= Stored data entries =
/// Initializes the engine: starts the worker and either installs the fault
/// handler or starts the polling scanner.
///
/// With [`Mode::Auto`], fault detection is preferred and polling is the
/// fallback when handler installation fails or the environment variable
/// `MEMWATCH_NO_MPROTECT` is set to a non-empty value.
///
/// Only one engine may exist at a time; re-initialization after
/// [`shutdown`] is permitted.
pub fn init(config: Config) -> Result<()> {
  config.validate()?;
  let _control = CONTROL.lock();

  if ENGINE.lock().is_some() {
    return Err(Error::AlreadyInitialized);
  }

  let forced_polling =
    std::env::var_os("MEMWATCH_NO_MPROTECT").map_or(false, |value| !value.is_empty());
  let fault_capable = cfg!(unix);

  let mode = match config.mode {
    Mode::Polling => Mode::Polling,
    Mode::Fault => {
      if !fault_capable {
        return Err(Error::Unsupported("fault mode"));
      }
      Mode::Fault
    }
    Mode::Auto => {
      if fault_capable && !forced_polling {
        Mode::Fault
      } else {
        Mode::Polling
      }
    }
  };

  #[allow(unused_mut)]
  let mut engine = Engine::new(&config, mode);

  #[cfg(unix)]
  if engine.mode == Mode::Fault {
    ACTIVE.store(Arc::as_ptr(&engine) as *mut Engine, Ordering::Release);

    if let Err(err) = fault::install() {
      ACTIVE.store(std::ptr::null_mut(), Ordering::Release);

      if config.mode == Mode::Auto {
        log::warn!("fault handler unavailable ({}); falling back to polling", err);
        engine = Engine::new(&config, Mode::Polling);
      } else {
        return Err(err);
      }
    }
  }

  if let Err(err) = Engine::start(&engine) {
    teardown(&engine);
    return Err(err);
  }

  log::debug!("initialized in {} mode", engine.mode);
  *ENGINE.lock() = Some(engine);
  Ok(())
}

/// Stops the engine: drains queued events (bounded by the configured
/// deadline), removes all page protection, uninstalls the fault handler,
/// and joins the background threads. Calling it again is a no-op.
pub fn shutdown() -> Result<()> {
  let _control = CONTROL.lock();

  let engine = match ENGINE.lock().take() {
    Some(engine) => engine,
    None => return Ok(()),
  };

  let deadline = Instant::now() + Duration::from_millis(engine.config.shutdown_deadline_ms);
  while !engine.ring.is_empty() && Instant::now() < deadline {
    engine.notify_worker();
    thread::sleep(Duration::from_millis(1));
  }

  engine.registry.clear_all();

  #[cfg(unix)]
  if engine.mode == Mode::Fault {
    ACTIVE.store(std::ptr::null_mut(), Ordering::Release);
    fault::uninstall();
  }

  engine.stop_threads();
  log::debug!("shut down");
  Ok(())
}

= PROBLEM REQUIREMENTS =
Could you write out the full data verbatim?

= YOUR SOLUTION =
/// Initializes the engine: starts the worker and either installs the fault
/// handler or starts the polling scanner.
///
/// With [`Mode::Auto`], fault detection is preferred and polling is the
/// fallback when handler installation fails or the environment variable
/// `MEMWATCH_NO_MPROTECT` is set to a non-empty value.
///
/// Only one engine may exist at a time; re-initialization after
/// [`shutdown`] is permitted.
pub fn init(config: Config) -> Result<()> {
  config.validate()?;
  let _control = CONTROL.lock();

  if ENGINE.lock().is_some() {
    return Err(Error::AlreadyInitialized);
  }

  let forced_polling =
    std::env::var_os("MEMWATCH_NO_MPROTECT").map_or(false, |value| !value.is_empty());
  let fault_capable = cfg!(unix);

  let mode = match config.mode {
    Mode::Polling => Mode::Polling,
    Mode::Fault => {
      if !fault_capable {
        return Err(Error::Unsupported("fault mode"));
      }
      Mode::Fault
    }
    Mode::Auto => {
      if fault_capable && !forced_polling {
        Mode::Fault
      } else {
        Mode::Polling
      }
    }
  };

  #[allow(unused_mut)]
  let mut engine = Engine::new(&config, mode);

  #[cfg(unix)]
  if engine.mode == Mode::Fault {
    ACTIVE.store(Arc::as_ptr(&engine) as *mut Engine, Ordering::Release);

    if let Err(err) = fault::install() {
      ACTIVE.store(std::ptr::null_mut(), Ordering::Release);

      if config.mode == Mode::Auto {
        log::warn!("fault handler unavailable ({}); falling back to polling", err);
        engine = Engine::new(&config, Mode::Polling);
      } else {
        return Err(err);
      }
    }
  }

  if let Err(err) = Engine::start(&engine) {
    teardown(&engine);
    return Err(err);
  }

  log::debug!("initialized in {} mode", engine.mode);
  *ENGINE.lock() = Some(engine);
  Ok(())
}

/// Stops the engine: drains queued events (bounded by the configured
/// deadline), removes all page protection, uninstalls the fault handler,
/// and joins the background threads. Calling it again is a no-op.
pub fn shutdown() -> Result<()> {
  let _control = CONTROL.lock();

  let engine = match ENGINE.lock().take() {
    Some(engine) => engine,
    None => return Ok(()),
  };

  let deadline = Instant::now() + Duration::from_millis(engine.config.shutdown_deadline_ms);
  while !engine.ring.is_empty() && Instant::now() < deadline {
    engine.notify_worker();
    thread::sleep(Duration::from_millis(1));
  }

  engine.registry.clear_all();

  #[cfg(unix)]
  if engine.mode == Mode::Fault {
    ACTIVE.store(std::ptr::null_mut(), Ordering::Release);
    fault::uninstall();
  }

  engine.stop_threads();
  log::debug!("shut down");
  Ok(())
}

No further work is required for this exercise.